# Problem
Retrieve every line of the data holding the word "RecipeDetailResponse".
+++ Input data +++
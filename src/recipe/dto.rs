use rust_decimal::Decimal;
use serde::{Deserialize, Serialize};

use crate::{
    error::AppError,
    recipe::{
        repo_types::{CatalogItem, Recipe},
        services::RecipeDetails,
    },
};

#[derive(Debug, Deserialize)]
pub struct CreateCatalogItemRequest {
    pub name: Option<String>,
}

/// Query string of the tag and ingredient listings.
#[derive(Debug, Default, Deserialize)]
pub struct CatalogQuery {
    pub assigned_only: Option<String>,
}

impl CatalogQuery {
    pub fn assigned_only(&self) -> Result<bool, AppError> {
        match self.assigned_only.as_deref().map(str::trim) {
            None | Some("") | Some("0") | Some("false") => Ok(false),
            Some("1") | Some("true") => Ok(true),
            Some(_) => Err(AppError::field("assigned_only", "Must be 0 or 1.")),
        }
    }
}

/// Query string of the recipe listing: comma separated ids.
#[derive(Debug, Default, Deserialize)]
pub struct RecipeQuery {
    pub tags: Option<String>,
    pub ingredients: Option<String>,
}

impl RecipeQuery {
    pub fn tag_ids(&self) -> Result<Option<Vec<i64>>, AppError> {
        parse_ids("tags", self.tags.as_deref())
    }

    pub fn ingredient_ids(&self) -> Result<Option<Vec<i64>>, AppError> {
        parse_ids("ingredients", self.ingredients.as_deref())
    }
}

fn parse_ids(field: &str, raw: Option<&str>) -> Result<Option<Vec<i64>>, AppError> {
    let Some(raw) = raw.map(str::trim).filter(|r| !r.is_empty()) else {
        return Ok(None);
    };
    raw.split(',')
        .map(|part| part.trim().parse::<i64>())
        .collect::<Result<Vec<_>, _>>()
        .map(Some)
        .map_err(|_| AppError::field(field, "Expected a comma separated list of ids."))
}

/// Body of recipe create, replace and partial update.
#[derive(Debug, Default, Deserialize)]
pub struct RecipePayload {
    pub title: Option<String>,
    pub time_minutes: Option<i64>,
    pub price: Option<Decimal>,
    pub link: Option<String>,
    pub tags: Option<Vec<i64>>,
    pub ingredients: Option<Vec<i64>>,
}

#[derive(Debug, Serialize)]
pub struct CatalogItemResponse {
    pub id: i64,
    pub name: String,
}

impl From<CatalogItem> for CatalogItemResponse {
    fn from(c: CatalogItem) -> Self {
        Self {
            id: c.id,
            name: c.name,
        }
    }
}

/// List representation: associations as ids.
#[derive(Debug, Serialize)]
pub struct RecipeResponse {
    pub id: i64,
    pub title: String,
    pub ingredients: Vec<i64>,
    pub tags: Vec<i64>,
    pub time_minutes: i32,
    pub price: Decimal,
    pub link: String,
}

impl From<Recipe> for RecipeResponse {
    fn from(r: Recipe) -> Self {
        Self {
            id: r.id,
            title: r.title,
            ingredients: r.ingredients,
            tags: r.tags,
            time_minutes: r.time_minutes,
            price: r.price,
            link: r.link,
        }
    }
}

/// Detail representation: associations nested.
#[derive(Debug, Serialize)]
pub struct RecipeDetailResponse {
    pub id: i64,
    pub title: String,
    pub ingredients: Vec<CatalogItemResponse>,
    pub tags: Vec<CatalogItemResponse>,
    pub time_minutes: i32,
    pub price: Decimal,
    pub link: String,
}

impl From<RecipeDetails> for RecipeDetailResponse {
    fn from(d: RecipeDetails) -> Self {
        Self {
            id: d.recipe.id,
            title: d.recipe.title,
            ingredients: d.ingredients.into_iter().map(Into::into).collect(),
            tags: d.tags.into_iter().map(Into::into).collect(),
            time_minutes: d.recipe.time_minutes,
            price: d.recipe.price,
            link: d.recipe.link,
        }
    }
}

#[cfg(test)]
mod tests {
    use super::*;

    #[test]
    fn assigned_only_accepts_flags() {
        let q = |v: Option<&str>| CatalogQuery {
            assigned_only: v.map(String::from),
        };
        assert!(!q(None).assigned_only().unwrap());
        assert!(!q(Some("0")).assigned_only().unwrap());
        assert!(q(Some("1")).assigned_only().unwrap());
        assert!(q(Some("true")).assigned_only().unwrap());
        assert!(q(Some("yes please")).assigned_only().is_err());
    }

    #[test]
    fn recipe_query_parses_id_lists() {
        let q = RecipeQuery {
            tags: Some("3, 1".into()),
            ingredients: Some("x".into()),
        };
        assert_eq!(q.tag_ids().unwrap(), Some(vec![3, 1]));
        assert!(q.ingredient_ids().is_err());
        assert_eq!(RecipeQuery::default().tag_ids().unwrap(), None);
    }

    #[test]
    fn price_is_rendered_as_string() {
        let payload: RecipePayload =
            serde_json::from_str(r#"{"title": "Soup", "price": 5.5}"#).unwrap();
        assert_eq!(payload.price, Some(Decimal::new(55, 1)));

        let mut price = Decimal::new(5, 0);
        price.rescale(2);
        let json = serde_json::to_value(RecipeResponse {
            id: 1,
            title: "Soup".into(),
            ingredients: vec![],
            tags: vec![],
            time_minutes: 10,
            price,
            link: String::new(),
        })
        .unwrap();
        assert_eq!(json["price"], "5.00");
    }
}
+++
# Response box
pub struct RecipeDetailResponse {
impl From<RecipeDetails> for RecipeDetailResponse {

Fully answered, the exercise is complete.